§ **What you are asked to do**
From the data that follows, copy every line holding the string "NotFound".

§ **Stored data**
//! Per-car mod progress.
//!
//! The ledger records which mods a car has started or completed. Unlock
//! status is never stored: every read joins the catalog with the car's
//! ledger through [`resolver::resolve_statuses`], and tree views nest the
//! result by parent.
//!
//! ## Endpoints
//!
//! | Method | Endpoint | Description |
//! |--------|----------|-------------|
//! | GET | `/api/cars/{car_id}/mods` | Ledger entries |
//! | GET | `/api/cars/{car_id}/mods/status` | Every mod with status |
//! | GET | `/api/cars/{car_id}/mods/tree` | Status tree (`roots_only`) |
//! | GET | `/api/cars/{car_id}/mods/{mod_id}` | One entry |
//! | PATCH | `/api/cars/{car_id}/mods/{mod_id}` | Edit entry |
//! | DELETE | `/api/cars/{car_id}/mods/{mod_id}` | Delete entry |
//! | POST | `/api/cars/{car_id}/mods/{mod_id}/complete` | Mark completed |
//! | POST | `/api/cars/{car_id}/mods/{mod_id}/incomplete` | Clear completion |

pub mod dtos;
pub mod handlers;
pub mod models;
pub mod repositories;
pub mod resolver;
pub mod routes;
pub mod services;

pub use services::CarModService;
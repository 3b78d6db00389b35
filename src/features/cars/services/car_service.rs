use std::sync::Arc;

use uuid::Uuid;

use crate::core::error::{AppError, Result};
use crate::features::cars::dtos::{CreateCarDto, UpdateCarDto};
use crate::features::cars::models::Car;
use crate::features::cars::repositories::CarRepository;
use crate::shared::clock::Clock;

/// Service for garage operations
pub struct CarService {
    repo: Arc<dyn CarRepository>,
    clock: Arc<dyn Clock>,
}

impl CarService {
    pub fn new(repo: Arc<dyn CarRepository>, clock: Arc<dyn Clock>) -> Self {
        Self { repo, clock }
    }

    pub async fn list_by_user(&self, user_id: &str) -> Result<Vec<Car>> {
        self.repo.list_by_user(user_id).await
    }

    pub async fn get(&self, id: &str) -> Result<Option<Car>> {
        self.repo.get(id).await
    }

    pub async fn create(&self, dto: CreateCarDto) -> Result<Car> {
        let car = Car {
            id: Uuid::now_v7().to_string(),
            user_id: dto.user_id.trim().to_string(),
            make: dto.make.trim().to_string(),
            model: dto.model.trim().to_string(),
            color: dto.color.trim().to_string(),
            year: dto.year,
            image_url: dto.image_url,
            created_at: self.clock.now(),
            updated_at: None,
        };

        let created = self.repo.insert(&car).await?;
        tracing::info!(
            "Car created: id={}, user_id={}, {} {} {}",
            created.id,
            created.user_id,
            created.year,
            created.make,
            created.model
        );

        Ok(created)
    }

    pub async fn update(&self, id: &str, dto: UpdateCarDto) -> Result<Car> {
        let current = self
            .repo
            .get(id)
            .await?
            .ok_or_else(|| AppError::NotFound(format!("Car '{}' not found", id)))?;

        let updated = dto.apply_to(current, self.clock.now());

        let saved = self
            .repo
            .update(&updated)
            .await?
            .ok_or_else(|| AppError::NotFound(format!("Car '{}' not found", id)))?;

        tracing::info!("Car updated: id={}", saved.id);
        Ok(saved)
    }

    /// Remove a car together with its mod progress
    pub async fn delete(&self, id: &str) -> Result<()> {
        if !self.repo.delete(id).await? {
            return Err(AppError::NotFound(format!("Car '{}' not found", id)));
        }

        tracing::info!("Car deleted: id={}", id);
        Ok(())
    }
}
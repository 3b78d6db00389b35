use chrono::{DateTime, SubsecRound, Utc};

/// Source of "now" for services that stamp rows
pub trait Clock: Send + Sync {
    fn now(&self) -> DateTime<Utc>;
}

/// Wall clock, truncated to whole seconds to match the stored precision
#[derive(Debug, Default, Clone, Copy)]
pub struct SystemClock;

impl Clock for SystemClock {
    fn now(&self) -> DateTime<Utc> {
        Utc::now().trunc_subsecs(0)
    }
}

#[cfg(test)]
pub use manual::ManualClock;


#[cfg(test)]
mod tests {
    use super::*;
    use chrono::Timelike;

    #[test]
    fn test_system_clock_has_second_precision() {
        assert_eq!(SystemClock.now().nanosecond(), 0);
    }

    #[test]
    fn test_manual_clock_advances() {
        let start = DateTime::parse_from_rfc3339("2024-01-01T00:00:00Z")
            .unwrap()
            .with_timezone(&Utc);
        let clock = ManualClock::new(start);
        clock.advance(chrono::Duration::seconds(90));
        assert_eq!(clock.now(), start + chrono::Duration::seconds(90));
    }
}
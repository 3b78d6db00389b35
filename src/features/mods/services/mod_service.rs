use std::collections::{HashMap, HashSet};
use std::sync::Arc;

use uuid::Uuid;

use crate::core::error::{AppError, Result};
use crate::features::mods::dtos::{CreateModDto, ModQueryParams, UpdateModDto};
use crate::features::mods::models::catalog::compare_by_name;
use crate::features::mods::models::Mod;
use crate::features::mods::repositories::ModRepository;
use crate::shared::clock::Clock;
use crate::shared::tree::{build_forest, sort_forest_by, TreeNode};

/// Service for mod catalog operations
pub struct ModService {
    repo: Arc<dyn ModRepository>,
    clock: Arc<dyn Clock>,
}

impl ModService {
    pub fn new(repo: Arc<dyn ModRepository>, clock: Arc<dyn Clock>) -> Self {
        Self { repo, clock }
    }

    /// List mods, optionally filtered by category and/or to roots only
    pub async fn list(&self, params: &ModQueryParams) -> Result<Vec<Mod>> {
        let mods = match params.category.as_deref() {
            Some(category) => self.repo.list_by_category(category).await?,
            None => self.repo.list_all().await?,
        };

        if params.roots_only {
            Ok(mods.into_iter().filter(Mod::is_root).collect())
        } else {
            Ok(mods)
        }
    }

    pub async fn get(&self, id: &str) -> Result<Option<Mod>> {
        self.repo.get(id).await
    }

    /// Direct children of a mod
    pub async fn list_children(&self, parent_id: &str) -> Result<Vec<Mod>> {
        if self.repo.get(parent_id).await?.is_none() {
            return Err(AppError::NotFound(format!(
                "Mod '{}' not found",
                parent_id
            )));
        }

        self.repo.list_children(parent_id).await
    }

    /// Whole catalog as a forest, sorted by name at every level
    pub async fn tree(&self) -> Result<Vec<TreeNode<Mod>>> {
        let mods = self.repo.list_all().await?;
        let forest = build_forest(mods)?;

        for detached in &forest.detached {
            tracing::warn!(
                "Mod {} left out of tree: ancestor {} does not exist",
                detached.id,
                detached.missing_ancestor_id
            );
        }

        tracing::debug!(
            "Mod tree assembled: roots={}, nodes={}",
            forest.roots.len(),
            forest.node_count()
        );

        let mut roots = forest.roots;
        sort_forest_by(&mut roots, &compare_by_name);
        Ok(roots)
    }

    pub async fn create(&self, dto: CreateModDto) -> Result<Mod> {
        if let Some(parent_id) = dto.parent_mod_id.as_deref() {
            if self.repo.get(parent_id).await?.is_none() {
                return Err(AppError::BadRequest(format!(
                    "Parent mod '{}' does not exist",
                    parent_id
                )));
            }
        }

        let new_mod = Mod {
            id: Uuid::now_v7().to_string(),
            name: dto.name.trim().to_string(),
            description: dto.description,
            parent_mod_id: dto.parent_mod_id,
            category: dto.category,
            image_url: dto.image_url,
            created_at: self.clock.now(),
            updated_at: None,
        };

        let created = self.repo.insert(&new_mod).await?;
        tracing::info!(
            "Mod created: id={}, name={}, parent={:?}",
            created.id,
            created.name,
            created.parent_mod_id
        );

        Ok(created)
    }

    pub async fn update(&self, id: &str, mut dto: UpdateModDto) -> Result<Mod> {
        let current = self
            .repo
            .get(id)
            .await?
            .ok_or_else(|| AppError::NotFound(format!("Mod '{}' not found", id)))?;

        if let Some(parent_id) = dto.parent_mod_id.as_set() {
            self.check_reparent(id, parent_id).await?;
        }

        dto.name = dto.name.map(|n| n.trim().to_string());
        let updated = dto.apply_to(current, self.clock.now());

        let saved = self
            .repo
            .update(&updated)
            .await?
            .ok_or_else(|| AppError::NotFound(format!("Mod '{}' not found", id)))?;

        tracing::info!("Mod updated: id={}", saved.id);
        Ok(saved)
    }

    /// Delete a mod that has no children. Its ledger rows go with it.
    pub async fn delete(&self, id: &str) -> Result<()> {
        let children = self.repo.list_children(id).await?;
        if !children.is_empty() {
            return Err(AppError::Conflict(format!(
                "Mod '{}' still has {} child mod(s); delete or re-parent them first",
                id,
                children.len()
            )));
        }

        if !self.repo.delete(id).await? {
            return Err(AppError::NotFound(format!("Mod '{}' not found", id)));
        }

        tracing::info!("Mod deleted: id={}", id);
        Ok(())
    }

    /// Moving `id` under `parent_id` must not close a loop
    async fn check_reparent(&self, id: &str, parent_id: &str) -> Result<()> {
        if parent_id == id {
            return Err(AppError::Conflict(
                "A mod cannot be its own parent".to_string(),
            ));
        }

        let catalog = self.repo.list_all().await?;
        let parents: HashMap<&str, Option<&str>> = catalog
            .iter()
            .map(|m| (m.id.as_str(), m.parent_mod_id.as_deref()))
            .collect();

        if !parents.contains_key(parent_id) {
            return Err(AppError::BadRequest(format!(
                "Parent mod '{}' does not exist",
                parent_id
            )));
        }

        if ancestors_include(&parents, parent_id, id) {
            return Err(AppError::Conflict(format!(
                "Moving mod '{}' under '{}' would create a cycle",
                id, parent_id
            )));
        }

        Ok(())
    }
}

/// Whether `target` is `start` or one of its ancestors
fn ancestors_include(parents: &HashMap<&str, Option<&str>>, start: &str, target: &str) -> bool {
    let mut seen = HashSet::new();
    let mut current = Some(start);

    while let Some(id) = current {
        if id == target {
            return true;
        }
        if !seen.insert(id) {
            // Already cyclic in storage; stop walking
            return false;
        }
        current = parents.get(id).copied().flatten();
    }

    false
}
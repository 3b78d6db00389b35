//! Per-car completion and unlock status for every mod in the catalog.

use std::collections::hash_map::Entry;
use std::collections::{HashMap, HashSet};

use crate::features::car_mods::models::{CarModEntry, ModStatus};
use crate::features::mods::models::Mod;

/// Annotate every catalog mod with one car's progress.
///
/// Returns exactly one status per input mod, in catalog order. A mod is
/// completed when its ledger row has `completed_at` set, and unlocked when it
/// is a root or its parent is both present in the catalog and completed.
pub fn resolve_statuses(all_mods: Vec<Mod>, car_entries: Vec<CarModEntry>) -> Vec<ModStatus> {
    let entries = coalesce_entries(car_entries);

    let completed: HashSet<String> = entries
        .values()
        .filter(|e| e.is_completed())
        .map(|e| e.mod_id.clone())
        .collect();

    let catalog_ids: HashSet<String> = all_mods.iter().map(|m| m.id.clone()).collect();

    all_mods
        .into_iter()
        .map(|m| {
            let car_mod = entries.get(&m.id).cloned();
            let is_completed = car_mod.as_ref().is_some_and(CarModEntry::is_completed);
            let is_unlocked = match m.parent_mod_id.as_deref() {
                None => true,
                Some(parent_id) if !catalog_ids.contains(parent_id) => {
                    tracing::debug!(
                        "Mod {} is locked: parent {} is not in the catalog",
                        m.id,
                        parent_id
                    );
                    false
                }
                Some(parent_id) => completed.contains(parent_id),
            };

            ModStatus {
                modification: m,
                car_mod,
                is_completed,
                is_unlocked,
            }
        })
        .collect()
}

/// Index ledger rows by mod id, keeping one row per mod.
///
/// Duplicates should not exist; when they do, the most recently written row
/// wins and ties go to the row seen last.
fn coalesce_entries(car_entries: Vec<CarModEntry>) -> HashMap<String, CarModEntry> {
    let mut by_mod: HashMap<String, CarModEntry> = HashMap::with_capacity(car_entries.len());

    for entry in car_entries {
        match by_mod.entry(entry.mod_id.clone()) {
            Entry::Vacant(slot) => {
                slot.insert(entry);
            }
            Entry::Occupied(mut slot) => {
                tracing::warn!(
                    "Duplicate ledger rows for car {} mod {}: {} and {}",
                    entry.car_id,
                    entry.mod_id,
                    slot.get().id,
                    entry.id
                );
                if entry.last_written_at() >= slot.get().last_written_at() {
                    slot.insert(entry);
                }
            }
        }
    }

    by_mod
}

§ **Written solution**
            .ok_or_else(|| AppError::NotFound(format!("Car '{}' not found", id)))?;
            .ok_or_else(|| AppError::NotFound(format!("Car '{}' not found", id)))?;
            return Err(AppError::NotFound(format!("Car '{}' not found", id)));
            return Err(AppError::NotFound(format!(
            .ok_or_else(|| AppError::NotFound(format!("Mod '{}' not found", id)))?;
            .ok_or_else(|| AppError::NotFound(format!("Mod '{}' not found", id)))?;
            return Err(AppError::NotFound(format!("Mod '{}' not found", id)));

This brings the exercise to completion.